Task statement »
Set down every entry once more, character for character.

---*---

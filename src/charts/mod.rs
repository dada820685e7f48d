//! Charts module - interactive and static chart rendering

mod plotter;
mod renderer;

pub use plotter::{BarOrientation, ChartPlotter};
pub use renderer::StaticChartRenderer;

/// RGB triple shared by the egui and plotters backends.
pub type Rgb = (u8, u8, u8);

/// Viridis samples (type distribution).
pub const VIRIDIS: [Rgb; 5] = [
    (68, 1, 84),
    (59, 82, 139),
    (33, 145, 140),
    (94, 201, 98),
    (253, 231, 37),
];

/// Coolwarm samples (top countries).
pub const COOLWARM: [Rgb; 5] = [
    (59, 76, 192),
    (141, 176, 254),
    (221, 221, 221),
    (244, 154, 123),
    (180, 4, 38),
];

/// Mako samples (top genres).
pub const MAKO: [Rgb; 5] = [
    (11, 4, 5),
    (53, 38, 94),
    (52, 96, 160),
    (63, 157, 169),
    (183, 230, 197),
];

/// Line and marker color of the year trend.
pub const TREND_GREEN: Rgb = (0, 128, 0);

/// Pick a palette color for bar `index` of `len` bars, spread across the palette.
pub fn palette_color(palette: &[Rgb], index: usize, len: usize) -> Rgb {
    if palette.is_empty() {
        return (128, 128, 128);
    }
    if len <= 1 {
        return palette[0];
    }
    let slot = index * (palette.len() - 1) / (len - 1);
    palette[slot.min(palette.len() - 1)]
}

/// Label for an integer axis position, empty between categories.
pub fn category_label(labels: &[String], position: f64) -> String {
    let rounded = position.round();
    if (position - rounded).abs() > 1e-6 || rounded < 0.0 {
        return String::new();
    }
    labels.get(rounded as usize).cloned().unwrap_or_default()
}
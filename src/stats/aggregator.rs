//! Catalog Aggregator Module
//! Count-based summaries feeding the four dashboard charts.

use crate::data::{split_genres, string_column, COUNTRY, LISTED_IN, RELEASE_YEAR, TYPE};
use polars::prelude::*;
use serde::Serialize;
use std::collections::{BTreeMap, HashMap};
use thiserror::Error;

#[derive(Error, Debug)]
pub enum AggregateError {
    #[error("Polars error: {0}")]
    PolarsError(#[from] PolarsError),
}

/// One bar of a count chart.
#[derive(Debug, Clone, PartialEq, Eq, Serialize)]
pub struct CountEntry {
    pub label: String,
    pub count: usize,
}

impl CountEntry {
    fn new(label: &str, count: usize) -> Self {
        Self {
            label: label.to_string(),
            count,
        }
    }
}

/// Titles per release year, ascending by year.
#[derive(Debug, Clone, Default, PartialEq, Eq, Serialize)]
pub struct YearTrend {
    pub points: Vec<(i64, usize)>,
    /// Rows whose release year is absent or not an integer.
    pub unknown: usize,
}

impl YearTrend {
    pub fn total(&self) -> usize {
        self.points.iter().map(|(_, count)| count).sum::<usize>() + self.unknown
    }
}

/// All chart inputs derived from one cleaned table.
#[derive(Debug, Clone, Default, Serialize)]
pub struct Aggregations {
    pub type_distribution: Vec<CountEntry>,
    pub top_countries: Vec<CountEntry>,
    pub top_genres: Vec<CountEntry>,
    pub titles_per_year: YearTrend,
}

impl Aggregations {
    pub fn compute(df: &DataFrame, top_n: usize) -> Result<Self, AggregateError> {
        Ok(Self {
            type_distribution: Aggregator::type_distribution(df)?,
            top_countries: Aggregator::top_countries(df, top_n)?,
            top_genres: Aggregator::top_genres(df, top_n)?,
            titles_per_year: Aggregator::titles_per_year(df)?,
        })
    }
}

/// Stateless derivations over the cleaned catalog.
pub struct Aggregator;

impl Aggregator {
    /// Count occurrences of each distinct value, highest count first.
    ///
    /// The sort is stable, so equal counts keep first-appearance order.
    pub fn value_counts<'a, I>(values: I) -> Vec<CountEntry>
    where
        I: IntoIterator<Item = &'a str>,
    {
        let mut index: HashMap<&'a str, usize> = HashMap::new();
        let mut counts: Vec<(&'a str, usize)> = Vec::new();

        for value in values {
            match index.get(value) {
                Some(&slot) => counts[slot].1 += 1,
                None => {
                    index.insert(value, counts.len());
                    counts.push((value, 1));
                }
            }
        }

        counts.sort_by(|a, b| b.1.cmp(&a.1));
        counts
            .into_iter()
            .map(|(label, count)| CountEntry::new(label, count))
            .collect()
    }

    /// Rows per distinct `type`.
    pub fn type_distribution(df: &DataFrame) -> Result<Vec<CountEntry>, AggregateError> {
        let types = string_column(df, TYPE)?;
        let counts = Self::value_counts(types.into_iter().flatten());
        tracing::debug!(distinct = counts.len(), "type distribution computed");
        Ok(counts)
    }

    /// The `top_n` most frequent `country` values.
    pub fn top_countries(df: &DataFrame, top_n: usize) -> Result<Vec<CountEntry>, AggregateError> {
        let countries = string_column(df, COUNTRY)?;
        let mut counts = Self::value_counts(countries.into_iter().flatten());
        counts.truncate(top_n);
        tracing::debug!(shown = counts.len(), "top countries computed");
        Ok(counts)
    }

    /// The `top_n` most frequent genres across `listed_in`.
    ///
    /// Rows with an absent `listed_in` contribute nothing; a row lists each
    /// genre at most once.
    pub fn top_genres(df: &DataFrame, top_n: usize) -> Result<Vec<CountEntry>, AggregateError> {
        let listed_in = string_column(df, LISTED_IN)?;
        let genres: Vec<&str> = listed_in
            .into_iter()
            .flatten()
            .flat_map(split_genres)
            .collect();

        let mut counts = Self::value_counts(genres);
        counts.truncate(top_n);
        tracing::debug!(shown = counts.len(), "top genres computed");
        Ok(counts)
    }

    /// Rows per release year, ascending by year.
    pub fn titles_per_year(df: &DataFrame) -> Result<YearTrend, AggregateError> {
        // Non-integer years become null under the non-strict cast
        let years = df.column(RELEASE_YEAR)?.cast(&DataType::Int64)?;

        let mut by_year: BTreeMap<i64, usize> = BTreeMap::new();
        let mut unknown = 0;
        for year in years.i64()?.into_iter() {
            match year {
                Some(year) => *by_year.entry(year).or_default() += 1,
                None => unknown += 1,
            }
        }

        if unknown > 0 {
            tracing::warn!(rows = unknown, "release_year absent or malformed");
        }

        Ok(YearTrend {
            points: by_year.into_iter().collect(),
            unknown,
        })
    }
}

---*---

Solution to the exercise »
filename src/charts/mod.rs
repository dada820685e7f48d
//! Charts module - interactive and static chart rendering

mod plotter;
mod renderer;

pub use plotter::{BarOrientation, ChartPlotter};
pub use renderer::StaticChartRenderer;

/// RGB triple shared by the egui and plotters backends.
pub type Rgb = (u8, u8, u8);

/// Viridis samples (type distribution).
pub const VIRIDIS: [Rgb; 5] = [
    (68, 1, 84),
    (59, 82, 139),
    (33, 145, 140),
    (94, 201, 98),
    (253, 231, 37),
];

/// Coolwarm samples (top countries).
pub const COOLWARM: [Rgb; 5] = [
    (59, 76, 192),
    (141, 176, 254),
    (221, 221, 221),
    (244, 154, 123),
    (180, 4, 38),
];

/// Mako samples (top genres).
pub const MAKO: [Rgb; 5] = [
    (11, 4, 5),
    (53, 38, 94),
    (52, 96, 160),
    (63, 157, 169),
    (183, 230, 197),
];

/// Line and marker color of the year trend.
pub const TREND_GREEN: Rgb = (0, 128, 0);

/// Pick a palette color for bar `index` of `len` bars, spread across the palette.
pub fn palette_color(palette: &[Rgb], index: usize, len: usize) -> Rgb {
    if palette.is_empty() {
        return (128, 128, 128);
    }
    if len <= 1 {
        return palette[0];
    }
    let slot = index * (palette.len() - 1) / (len - 1);
    palette[slot.min(palette.len() - 1)]
}

/// Label for an integer axis position, empty between categories.
pub fn category_label(labels: &[String], position: f64) -> String {
    let rounded = position.round();
    if (position - rounded).abs() > 1e-6 || rounded < 0.0 {
        return String::new();
    }
    labels.get(rounded as usize).cloned().unwrap_or_default()
}
filename src/stats/aggregator.rs
//! Catalog Aggregator Module
//! Count-based summaries feeding the four dashboard charts.

use crate::data::{split_genres, string_column, COUNTRY, LISTED_IN, RELEASE_YEAR, TYPE};
use polars::prelude::*;
use serde::Serialize;
use std::collections::{BTreeMap, HashMap};
use thiserror::Error;

#[derive(Error, Debug)]
pub enum AggregateError {
    #[error("Polars error: {0}")]
    PolarsError(#[from] PolarsError),
}

/// One bar of a count chart.
#[derive(Debug, Clone, PartialEq, Eq, Serialize)]
pub struct CountEntry {
    pub label: String,
    pub count: usize,
}

impl CountEntry {
    fn new(label: &str, count: usize) -> Self {
        Self {
            label: label.to_string(),
            count,
        }
    }
}

/// Titles per release year, ascending by year.
#[derive(Debug, Clone, Default, PartialEq, Eq, Serialize)]
pub struct YearTrend {
    pub points: Vec<(i64, usize)>,
    /// Rows whose release year is absent or not an integer.
    pub unknown: usize,
}

impl YearTrend {
    pub fn total(&self) -> usize {
        self.points.iter().map(|(_, count)| count).sum::<usize>() + self.unknown
    }
}

/// All chart inputs derived from one cleaned table.
#[derive(Debug, Clone, Default, Serialize)]
pub struct Aggregations {
    pub type_distribution: Vec<CountEntry>,
    pub top_countries: Vec<CountEntry>,
    pub top_genres: Vec<CountEntry>,
    pub titles_per_year: YearTrend,
}

impl Aggregations {
    pub fn compute(df: &DataFrame, top_n: usize) -> Result<Self, AggregateError> {
        Ok(Self {
            type_distribution: Aggregator::type_distribution(df)?,
            top_countries: Aggregator::top_countries(df, top_n)?,
            top_genres: Aggregator::top_genres(df, top_n)?,
            titles_per_year: Aggregator::titles_per_year(df)?,
        })
    }
}

/// Stateless derivations over the cleaned catalog.
pub struct Aggregator;

impl Aggregator {
    /// Count occurrences of each distinct value, highest count first.
    ///
    /// The sort is stable, so equal counts keep first-appearance order.
    pub fn value_counts<'a, I>(values: I) -> Vec<CountEntry>
    where
        I: IntoIterator<Item = &'a str>,
    {
        let mut index: HashMap<&'a str, usize> = HashMap::new();
        let mut counts: Vec<(&'a str, usize)> = Vec::new();

        for value in values {
            match index.get(value) {
                Some(&slot) => counts[slot].1 += 1,
                None => {
                    index.insert(value, counts.len());
                    counts.push((value, 1));
                }
            }
        }

        counts.sort_by(|a, b| b.1.cmp(&a.1));
        counts
            .into_iter()
            .map(|(label, count)| CountEntry::new(label, count))
            .collect()
    }

    /// Rows per distinct `type`.
    pub fn type_distribution(df: &DataFrame) -> Result<Vec<CountEntry>, AggregateError> {
        let types = string_column(df, TYPE)?;
        let counts = Self::value_counts(types.into_iter().flatten());
        tracing::debug!(distinct = counts.len(), "type distribution computed");
        Ok(counts)
    }

    /// The `top_n` most frequent `country` values.
    pub fn top_countries(df: &DataFrame, top_n: usize) -> Result<Vec<CountEntry>, AggregateError> {
        let countries = string_column(df, COUNTRY)?;
        let mut counts = Self::value_counts(countries.into_iter().flatten());
        counts.truncate(top_n);
        tracing::debug!(shown = counts.len(), "top countries computed");
        Ok(counts)
    }

    /// The `top_n` most frequent genres across `listed_in`.
    ///
    /// Rows with an absent `listed_in` contribute nothing; a row lists each
    /// genre at most once.
    pub fn top_genres(df: &DataFrame, top_n: usize) -> Result<Vec<CountEntry>, AggregateError> {
        let listed_in = string_column(df, LISTED_IN)?;
        let genres: Vec<&str> = listed_in
            .into_iter()
            .flatten()
            .flat_map(split_genres)
            .collect();

        let mut counts = Self::value_counts(genres);
        counts.truncate(top_n);
        tracing::debug!(shown = counts.len(), "top genres computed");
        Ok(counts)
    }

    /// Rows per release year, ascending by year.
    pub fn titles_per_year(df: &DataFrame) -> Result<YearTrend, AggregateError> {
        // Non-integer years become null under the non-strict cast
        let years = df.column(RELEASE_YEAR)?.cast(&DataType::Int64)?;

        let mut by_year: BTreeMap<i64, usize> = BTreeMap::new();
        let mut unknown = 0;
        for year in years.i64()?.into_iter() {
            match year {
                Some(year) => *by_year.entry(year).or_default() += 1,
                None => unknown += 1,
            }
        }

        if unknown > 0 {
            tracing::warn!(rows = unknown, "release_year absent or malformed");
        }

        Ok(YearTrend {
            points: by_year.into_iter().collect(),
            unknown,
        })
    }
}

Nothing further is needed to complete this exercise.